• [What to do]:
Below are some records; each one is to be set down again exactly.

• [Exercise data]:
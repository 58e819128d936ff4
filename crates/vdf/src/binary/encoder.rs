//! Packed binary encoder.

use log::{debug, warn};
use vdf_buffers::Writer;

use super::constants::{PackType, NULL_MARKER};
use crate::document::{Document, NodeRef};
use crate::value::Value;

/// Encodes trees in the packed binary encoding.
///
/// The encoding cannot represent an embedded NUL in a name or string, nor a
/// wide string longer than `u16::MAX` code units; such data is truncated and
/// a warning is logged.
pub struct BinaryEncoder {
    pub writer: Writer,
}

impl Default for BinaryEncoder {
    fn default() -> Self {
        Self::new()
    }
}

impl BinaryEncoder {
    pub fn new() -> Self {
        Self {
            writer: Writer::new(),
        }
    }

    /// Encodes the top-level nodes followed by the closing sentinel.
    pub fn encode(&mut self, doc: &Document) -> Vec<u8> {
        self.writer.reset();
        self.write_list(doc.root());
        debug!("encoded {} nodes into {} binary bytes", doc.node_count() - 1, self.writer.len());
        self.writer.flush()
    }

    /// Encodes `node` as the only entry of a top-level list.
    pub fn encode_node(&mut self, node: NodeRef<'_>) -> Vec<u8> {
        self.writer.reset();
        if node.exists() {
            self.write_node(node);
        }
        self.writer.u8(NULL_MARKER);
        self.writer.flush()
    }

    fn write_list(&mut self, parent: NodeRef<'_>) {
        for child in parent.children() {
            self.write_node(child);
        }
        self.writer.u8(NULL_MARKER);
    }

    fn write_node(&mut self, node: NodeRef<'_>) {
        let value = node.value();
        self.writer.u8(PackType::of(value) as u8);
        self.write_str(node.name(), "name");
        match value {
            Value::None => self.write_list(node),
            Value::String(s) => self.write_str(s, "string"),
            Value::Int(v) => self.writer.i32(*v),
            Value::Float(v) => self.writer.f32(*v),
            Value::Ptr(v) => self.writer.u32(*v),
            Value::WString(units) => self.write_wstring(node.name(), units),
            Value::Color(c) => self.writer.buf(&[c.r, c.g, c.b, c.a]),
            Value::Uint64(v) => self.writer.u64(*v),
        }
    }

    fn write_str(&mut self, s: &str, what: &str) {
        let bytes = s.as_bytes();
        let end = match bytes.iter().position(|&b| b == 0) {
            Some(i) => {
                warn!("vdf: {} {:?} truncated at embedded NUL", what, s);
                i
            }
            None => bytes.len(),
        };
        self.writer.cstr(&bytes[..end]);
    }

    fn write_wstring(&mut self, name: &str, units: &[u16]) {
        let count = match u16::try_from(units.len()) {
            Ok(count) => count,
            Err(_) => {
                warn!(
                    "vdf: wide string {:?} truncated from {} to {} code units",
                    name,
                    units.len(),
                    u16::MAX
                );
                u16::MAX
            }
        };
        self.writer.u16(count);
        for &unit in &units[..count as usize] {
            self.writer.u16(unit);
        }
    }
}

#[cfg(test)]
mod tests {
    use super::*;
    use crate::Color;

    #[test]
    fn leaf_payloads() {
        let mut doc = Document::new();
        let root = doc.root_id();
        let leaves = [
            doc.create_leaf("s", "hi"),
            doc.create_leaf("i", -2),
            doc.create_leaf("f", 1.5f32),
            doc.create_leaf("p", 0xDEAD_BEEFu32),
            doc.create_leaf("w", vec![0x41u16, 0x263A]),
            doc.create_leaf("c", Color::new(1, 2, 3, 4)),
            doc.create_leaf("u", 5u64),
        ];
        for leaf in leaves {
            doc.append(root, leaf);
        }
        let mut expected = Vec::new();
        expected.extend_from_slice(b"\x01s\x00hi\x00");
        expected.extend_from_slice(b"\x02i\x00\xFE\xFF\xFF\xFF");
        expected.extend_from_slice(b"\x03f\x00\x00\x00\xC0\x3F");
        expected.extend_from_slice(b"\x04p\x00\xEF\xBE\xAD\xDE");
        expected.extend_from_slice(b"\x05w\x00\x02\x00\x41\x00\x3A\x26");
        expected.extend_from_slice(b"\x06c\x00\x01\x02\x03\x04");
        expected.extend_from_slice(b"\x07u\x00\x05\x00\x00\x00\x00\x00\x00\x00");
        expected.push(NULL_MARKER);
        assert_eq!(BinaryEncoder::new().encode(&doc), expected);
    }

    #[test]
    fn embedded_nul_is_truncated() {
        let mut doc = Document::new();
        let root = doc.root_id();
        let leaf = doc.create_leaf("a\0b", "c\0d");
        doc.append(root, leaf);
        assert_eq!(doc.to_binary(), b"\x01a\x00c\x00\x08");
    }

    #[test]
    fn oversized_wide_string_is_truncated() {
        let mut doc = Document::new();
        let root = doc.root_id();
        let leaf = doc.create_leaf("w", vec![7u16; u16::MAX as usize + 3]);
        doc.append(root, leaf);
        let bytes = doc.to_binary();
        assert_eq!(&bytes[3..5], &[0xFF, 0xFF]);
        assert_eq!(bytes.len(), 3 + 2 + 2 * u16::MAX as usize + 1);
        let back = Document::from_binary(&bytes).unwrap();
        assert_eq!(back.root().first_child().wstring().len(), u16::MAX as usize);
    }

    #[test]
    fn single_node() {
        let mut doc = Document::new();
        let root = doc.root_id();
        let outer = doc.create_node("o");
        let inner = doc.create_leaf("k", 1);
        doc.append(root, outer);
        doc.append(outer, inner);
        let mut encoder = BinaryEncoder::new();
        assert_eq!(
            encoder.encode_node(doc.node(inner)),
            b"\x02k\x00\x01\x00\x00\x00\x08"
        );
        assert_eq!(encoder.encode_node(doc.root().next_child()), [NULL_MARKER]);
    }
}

• [Answer to this task]:
repository 58e819128d936ff4
filename crates/vdf/src/binary/encoder.rs
//! Packed binary encoder.

use log::{debug, warn};
use vdf_buffers::Writer;

use super::constants::{PackType, NULL_MARKER};
use crate::document::{Document, NodeRef};
use crate::value::Value;

/// Encodes trees in the packed binary encoding.
///
/// The encoding cannot represent an embedded NUL in a name or string, nor a
/// wide string longer than `u16::MAX` code units; such data is truncated and
/// a warning is logged.
pub struct BinaryEncoder {
    pub writer: Writer,
}

impl Default for BinaryEncoder {
    fn default() -> Self {
        Self::new()
    }
}

impl BinaryEncoder {
    pub fn new() -> Self {
        Self {
            writer: Writer::new(),
        }
    }

    /// Encodes the top-level nodes followed by the closing sentinel.
    pub fn encode(&mut self, doc: &Document) -> Vec<u8> {
        self.writer.reset();
        self.write_list(doc.root());
        debug!("encoded {} nodes into {} binary bytes", doc.node_count() - 1, self.writer.len());
        self.writer.flush()
    }

    /// Encodes `node` as the only entry of a top-level list.
    pub fn encode_node(&mut self, node: NodeRef<'_>) -> Vec<u8> {
        self.writer.reset();
        if node.exists() {
            self.write_node(node);
        }
        self.writer.u8(NULL_MARKER);
        self.writer.flush()
    }

    fn write_list(&mut self, parent: NodeRef<'_>) {
        for child in parent.children() {
            self.write_node(child);
        }
        self.writer.u8(NULL_MARKER);
    }

    fn write_node(&mut self, node: NodeRef<'_>) {
        let value = node.value();
        self.writer.u8(PackType::of(value) as u8);
        self.write_str(node.name(), "name");
        match value {
            Value::None => self.write_list(node),
            Value::String(s) => self.write_str(s, "string"),
            Value::Int(v) => self.writer.i32(*v),
            Value::Float(v) => self.writer.f32(*v),
            Value::Ptr(v) => self.writer.u32(*v),
            Value::WString(units) => self.write_wstring(node.name(), units),
            Value::Color(c) => self.writer.buf(&[c.r, c.g, c.b, c.a]),
            Value::Uint64(v) => self.writer.u64(*v),
        }
    }

    fn write_str(&mut self, s: &str, what: &str) {
        let bytes = s.as_bytes();
        let end = match bytes.iter().position(|&b| b == 0) {
            Some(i) => {
                warn!("vdf: {} {:?} truncated at embedded NUL", what, s);
                i
            }
            None => bytes.len(),
        };
        self.writer.cstr(&bytes[..end]);
    }

    fn write_wstring(&mut self, name: &str, units: &[u16]) {
        let count = match u16::try_from(units.len()) {
            Ok(count) => count,
            Err(_) => {
                warn!(
                    "vdf: wide string {:?} truncated from {} to {} code units",
                    name,
                    units.len(),
                    u16::MAX
                );
                u16::MAX
            }
        };
        self.writer.u16(count);
        for &unit in &units[..count as usize] {
            self.writer.u16(unit);
        }
    }
}

#[cfg(test)]
mod tests {
    use super::*;
    use crate::Color;

    #[test]
    fn leaf_payloads() {
        let mut doc = Document::new();
        let root = doc.root_id();
        let leaves = [
            doc.create_leaf("s", "hi"),
            doc.create_leaf("i", -2),
            doc.create_leaf("f", 1.5f32),
            doc.create_leaf("p", 0xDEAD_BEEFu32),
            doc.create_leaf("w", vec![0x41u16, 0x263A]),
            doc.create_leaf("c", Color::new(1, 2, 3, 4)),
            doc.create_leaf("u", 5u64),
        ];
        for leaf in leaves {
            doc.append(root, leaf);
        }
        let mut expected = Vec::new();
        expected.extend_from_slice(b"\x01s\x00hi\x00");
        expected.extend_from_slice(b"\x02i\x00\xFE\xFF\xFF\xFF");
        expected.extend_from_slice(b"\x03f\x00\x00\x00\xC0\x3F");
        expected.extend_from_slice(b"\x04p\x00\xEF\xBE\xAD\xDE");
        expected.extend_from_slice(b"\x05w\x00\x02\x00\x41\x00\x3A\x26");
        expected.extend_from_slice(b"\x06c\x00\x01\x02\x03\x04");
        expected.extend_from_slice(b"\x07u\x00\x05\x00\x00\x00\x00\x00\x00\x00");
        expected.push(NULL_MARKER);
        assert_eq!(BinaryEncoder::new().encode(&doc), expected);
    }

    #[test]
    fn embedded_nul_is_truncated() {
        let mut doc = Document::new();
        let root = doc.root_id();
        let leaf = doc.create_leaf("a\0b", "c\0d");
        doc.append(root, leaf);
        assert_eq!(doc.to_binary(), b"\x01a\x00c\x00\x08");
    }

    #[test]
    fn oversized_wide_string_is_truncated() {
        let mut doc = Document::new();
        let root = doc.root_id();
        let leaf = doc.create_leaf("w", vec![7u16; u16::MAX as usize + 3]);
        doc.append(root, leaf);
        let bytes = doc.to_binary();
        assert_eq!(&bytes[3..5], &[0xFF, 0xFF]);
        assert_eq!(bytes.len(), 3 + 2 + 2 * u16::MAX as usize + 1);
        let back = Document::from_binary(&bytes).unwrap();
        assert_eq!(back.root().first_child().wstring().len(), u16::MAX as usize);
    }

    #[test]
    fn single_node() {
        let mut doc = Document::new();
        let root = doc.root_id();
        let outer = doc.create_node("o");
        let inner = doc.create_leaf("k", 1);
        doc.append(root, outer);
        doc.append(outer, inner);
        let mut encoder = BinaryEncoder::new();
        assert_eq!(
            encoder.encode_node(doc.node(inner)),
            b"\x02k\x00\x01\x00\x00\x00\x08"
        );
        assert_eq!(encoder.encode_node(doc.root().next_child()), [NULL_MARKER]);
    }
}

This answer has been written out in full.